The answer must consist of every line from the entries that holds the word "naming".

====== Supplied data

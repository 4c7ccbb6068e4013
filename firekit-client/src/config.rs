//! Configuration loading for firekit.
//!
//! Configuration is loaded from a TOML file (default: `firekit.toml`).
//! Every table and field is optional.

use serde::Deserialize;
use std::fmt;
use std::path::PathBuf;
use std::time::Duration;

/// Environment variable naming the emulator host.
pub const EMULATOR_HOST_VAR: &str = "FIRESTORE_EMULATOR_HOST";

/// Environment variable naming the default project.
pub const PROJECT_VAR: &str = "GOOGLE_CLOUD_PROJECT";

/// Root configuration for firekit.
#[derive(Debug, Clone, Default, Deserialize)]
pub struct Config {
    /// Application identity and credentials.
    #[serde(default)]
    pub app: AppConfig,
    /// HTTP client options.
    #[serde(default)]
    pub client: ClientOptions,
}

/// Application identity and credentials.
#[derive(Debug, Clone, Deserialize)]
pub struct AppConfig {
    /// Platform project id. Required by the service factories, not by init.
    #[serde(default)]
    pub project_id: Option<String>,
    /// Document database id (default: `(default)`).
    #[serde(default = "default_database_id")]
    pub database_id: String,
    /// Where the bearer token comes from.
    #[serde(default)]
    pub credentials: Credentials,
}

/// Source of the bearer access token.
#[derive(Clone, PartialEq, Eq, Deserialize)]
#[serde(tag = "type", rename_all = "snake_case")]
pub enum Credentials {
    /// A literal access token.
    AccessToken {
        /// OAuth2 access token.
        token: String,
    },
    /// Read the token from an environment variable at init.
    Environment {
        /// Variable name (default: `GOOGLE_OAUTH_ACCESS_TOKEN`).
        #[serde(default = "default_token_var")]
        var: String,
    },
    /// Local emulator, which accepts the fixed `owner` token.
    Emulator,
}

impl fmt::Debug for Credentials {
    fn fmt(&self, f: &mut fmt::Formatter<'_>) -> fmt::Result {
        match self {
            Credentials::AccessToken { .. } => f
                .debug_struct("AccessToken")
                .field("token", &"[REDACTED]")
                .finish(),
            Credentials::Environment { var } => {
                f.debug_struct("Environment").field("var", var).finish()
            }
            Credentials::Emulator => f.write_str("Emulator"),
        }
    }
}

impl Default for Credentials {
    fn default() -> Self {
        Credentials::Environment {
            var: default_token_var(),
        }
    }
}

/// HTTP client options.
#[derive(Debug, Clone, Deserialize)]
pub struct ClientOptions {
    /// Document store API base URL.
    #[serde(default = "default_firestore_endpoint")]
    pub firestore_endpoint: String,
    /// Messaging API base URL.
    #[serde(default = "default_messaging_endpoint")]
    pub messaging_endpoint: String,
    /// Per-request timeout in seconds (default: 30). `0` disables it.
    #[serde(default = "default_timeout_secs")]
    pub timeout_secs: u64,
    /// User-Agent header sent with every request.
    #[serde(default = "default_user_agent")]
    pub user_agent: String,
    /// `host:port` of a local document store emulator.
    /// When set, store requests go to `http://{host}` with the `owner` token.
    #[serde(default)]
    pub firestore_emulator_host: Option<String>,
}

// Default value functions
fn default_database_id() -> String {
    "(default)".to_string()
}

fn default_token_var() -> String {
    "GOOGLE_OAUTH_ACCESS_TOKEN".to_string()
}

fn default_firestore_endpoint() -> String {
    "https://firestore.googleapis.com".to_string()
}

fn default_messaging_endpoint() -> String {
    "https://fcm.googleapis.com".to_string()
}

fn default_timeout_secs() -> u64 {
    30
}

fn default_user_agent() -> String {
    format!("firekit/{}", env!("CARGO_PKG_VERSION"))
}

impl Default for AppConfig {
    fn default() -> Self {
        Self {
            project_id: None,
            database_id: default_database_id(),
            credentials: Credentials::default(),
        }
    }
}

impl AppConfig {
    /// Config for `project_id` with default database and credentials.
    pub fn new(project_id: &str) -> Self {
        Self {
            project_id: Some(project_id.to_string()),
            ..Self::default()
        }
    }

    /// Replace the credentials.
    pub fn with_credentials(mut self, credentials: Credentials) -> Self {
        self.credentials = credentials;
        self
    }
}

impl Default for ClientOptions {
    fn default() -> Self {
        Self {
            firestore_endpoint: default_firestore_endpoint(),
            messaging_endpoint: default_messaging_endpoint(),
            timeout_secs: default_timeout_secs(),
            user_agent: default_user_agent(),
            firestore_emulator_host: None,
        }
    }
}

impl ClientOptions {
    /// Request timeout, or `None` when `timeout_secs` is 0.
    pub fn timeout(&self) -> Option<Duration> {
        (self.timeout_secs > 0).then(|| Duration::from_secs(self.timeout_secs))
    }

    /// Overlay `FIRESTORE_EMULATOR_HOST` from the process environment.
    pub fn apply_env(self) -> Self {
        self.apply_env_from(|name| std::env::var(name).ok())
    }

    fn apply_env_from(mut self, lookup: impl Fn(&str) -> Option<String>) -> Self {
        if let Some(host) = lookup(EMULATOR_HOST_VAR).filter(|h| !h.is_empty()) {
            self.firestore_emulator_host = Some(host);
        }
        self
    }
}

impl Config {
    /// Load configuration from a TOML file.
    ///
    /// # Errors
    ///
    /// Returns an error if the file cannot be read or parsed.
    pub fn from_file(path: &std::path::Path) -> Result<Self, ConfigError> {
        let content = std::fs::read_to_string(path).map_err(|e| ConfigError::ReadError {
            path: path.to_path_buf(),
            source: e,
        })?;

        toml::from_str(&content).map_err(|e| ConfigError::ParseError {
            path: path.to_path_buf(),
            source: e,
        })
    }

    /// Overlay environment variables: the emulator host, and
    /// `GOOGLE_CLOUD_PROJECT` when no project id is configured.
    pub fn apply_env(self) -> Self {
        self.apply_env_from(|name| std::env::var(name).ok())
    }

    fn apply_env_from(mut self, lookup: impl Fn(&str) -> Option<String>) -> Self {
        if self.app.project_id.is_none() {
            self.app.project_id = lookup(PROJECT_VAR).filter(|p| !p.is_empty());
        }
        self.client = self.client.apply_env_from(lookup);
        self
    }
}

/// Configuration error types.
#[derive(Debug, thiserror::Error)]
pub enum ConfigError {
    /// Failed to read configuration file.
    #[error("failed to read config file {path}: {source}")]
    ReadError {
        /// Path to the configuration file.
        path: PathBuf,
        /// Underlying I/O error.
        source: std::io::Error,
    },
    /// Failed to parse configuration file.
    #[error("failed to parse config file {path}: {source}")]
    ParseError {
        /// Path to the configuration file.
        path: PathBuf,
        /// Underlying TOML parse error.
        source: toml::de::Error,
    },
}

============

**Exercise result**
/// Environment variable naming the emulator host.
/// Environment variable naming the default project.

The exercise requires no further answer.